Below are entries. Reproduce exactly the lines between the line holding "filename src/lib.rs" and the line holding "pub use command::CreateOptions;", inclusive, and only those.
──────────
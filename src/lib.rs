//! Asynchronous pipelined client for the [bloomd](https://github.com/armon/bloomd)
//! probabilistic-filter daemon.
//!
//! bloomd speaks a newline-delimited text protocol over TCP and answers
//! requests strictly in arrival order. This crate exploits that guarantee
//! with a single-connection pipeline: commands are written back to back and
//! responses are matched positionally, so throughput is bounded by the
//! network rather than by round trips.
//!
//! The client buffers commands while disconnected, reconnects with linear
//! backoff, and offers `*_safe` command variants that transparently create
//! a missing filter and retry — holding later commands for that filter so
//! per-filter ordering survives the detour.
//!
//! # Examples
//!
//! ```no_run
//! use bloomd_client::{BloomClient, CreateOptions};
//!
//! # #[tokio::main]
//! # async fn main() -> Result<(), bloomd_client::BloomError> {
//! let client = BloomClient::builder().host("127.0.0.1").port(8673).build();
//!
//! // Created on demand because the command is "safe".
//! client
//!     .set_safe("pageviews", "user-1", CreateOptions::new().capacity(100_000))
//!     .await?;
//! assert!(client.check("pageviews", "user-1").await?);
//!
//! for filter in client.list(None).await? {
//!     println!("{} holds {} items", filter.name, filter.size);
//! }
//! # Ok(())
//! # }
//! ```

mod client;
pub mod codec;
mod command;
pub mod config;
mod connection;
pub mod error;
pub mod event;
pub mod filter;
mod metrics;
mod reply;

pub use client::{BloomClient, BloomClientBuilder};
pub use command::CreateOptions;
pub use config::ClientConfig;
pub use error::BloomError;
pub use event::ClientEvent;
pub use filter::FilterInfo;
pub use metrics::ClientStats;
──────────
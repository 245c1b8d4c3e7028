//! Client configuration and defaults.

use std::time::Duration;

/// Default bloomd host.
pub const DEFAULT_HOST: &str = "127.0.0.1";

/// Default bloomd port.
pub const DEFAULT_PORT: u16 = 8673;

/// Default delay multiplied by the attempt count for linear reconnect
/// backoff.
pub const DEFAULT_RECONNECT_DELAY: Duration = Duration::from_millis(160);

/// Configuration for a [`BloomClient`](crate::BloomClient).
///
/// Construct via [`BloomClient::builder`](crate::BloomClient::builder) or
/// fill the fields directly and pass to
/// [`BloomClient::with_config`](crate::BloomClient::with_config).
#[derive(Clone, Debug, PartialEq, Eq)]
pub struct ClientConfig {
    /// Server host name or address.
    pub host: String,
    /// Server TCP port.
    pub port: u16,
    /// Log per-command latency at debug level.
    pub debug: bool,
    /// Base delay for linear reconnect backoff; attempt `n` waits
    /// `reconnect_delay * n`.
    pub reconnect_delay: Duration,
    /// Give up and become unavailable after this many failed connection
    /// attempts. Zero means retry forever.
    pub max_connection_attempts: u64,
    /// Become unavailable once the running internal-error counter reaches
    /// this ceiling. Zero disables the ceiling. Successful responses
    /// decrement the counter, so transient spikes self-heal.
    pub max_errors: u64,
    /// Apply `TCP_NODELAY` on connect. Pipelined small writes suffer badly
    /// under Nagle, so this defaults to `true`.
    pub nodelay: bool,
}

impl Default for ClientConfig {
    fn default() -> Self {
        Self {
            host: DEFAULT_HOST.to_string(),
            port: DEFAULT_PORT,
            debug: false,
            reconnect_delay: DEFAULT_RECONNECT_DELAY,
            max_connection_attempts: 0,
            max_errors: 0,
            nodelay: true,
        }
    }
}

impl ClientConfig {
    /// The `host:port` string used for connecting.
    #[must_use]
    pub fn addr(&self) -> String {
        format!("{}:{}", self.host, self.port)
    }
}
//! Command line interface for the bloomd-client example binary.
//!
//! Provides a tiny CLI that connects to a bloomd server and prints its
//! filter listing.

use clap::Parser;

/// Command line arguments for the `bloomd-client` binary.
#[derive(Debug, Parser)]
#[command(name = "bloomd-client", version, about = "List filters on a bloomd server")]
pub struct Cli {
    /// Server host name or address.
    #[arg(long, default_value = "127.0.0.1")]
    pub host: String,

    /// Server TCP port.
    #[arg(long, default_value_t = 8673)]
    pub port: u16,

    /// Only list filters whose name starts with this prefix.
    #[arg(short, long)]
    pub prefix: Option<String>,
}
──────────
_RESPONSE_:
filename src/lib.rs
//! Asynchronous pipelined client for the [bloomd](https://github.com/armon/bloomd)
//! probabilistic-filter daemon.
//!
//! bloomd speaks a newline-delimited text protocol over TCP and answers
//! requests strictly in arrival order. This crate exploits that guarantee
//! with a single-connection pipeline: commands are written back to back and
//! responses are matched positionally, so throughput is bounded by the
//! network rather than by round trips.
//!
//! The client buffers commands while disconnected, reconnects with linear
//! backoff, and offers `*_safe` command variants that transparently create
//! a missing filter and retry — holding later commands for that filter so
//! per-filter ordering survives the detour.
//!
//! # Examples
//!
//! ```no_run
//! use bloomd_client::{BloomClient, CreateOptions};
//!
//! # #[tokio::main]
//! # async fn main() -> Result<(), bloomd_client::BloomError> {
//! let client = BloomClient::builder().host("127.0.0.1").port(8673).build();
//!
//! // Created on demand because the command is "safe".
//! client
//!     .set_safe("pageviews", "user-1", CreateOptions::new().capacity(100_000))
//!     .await?;
//! assert!(client.check("pageviews", "user-1").await?);
//!
//! for filter in client.list(None).await? {
//!     println!("{} holds {} items", filter.name, filter.size);
//! }
//! # Ok(())
//! # }
//! ```

mod client;
pub mod codec;
mod command;
pub mod config;
mod connection;
pub mod error;
pub mod event;
pub mod filter;
mod metrics;
mod reply;

pub use client::{BloomClient, BloomClientBuilder};
pub use command::CreateOptions;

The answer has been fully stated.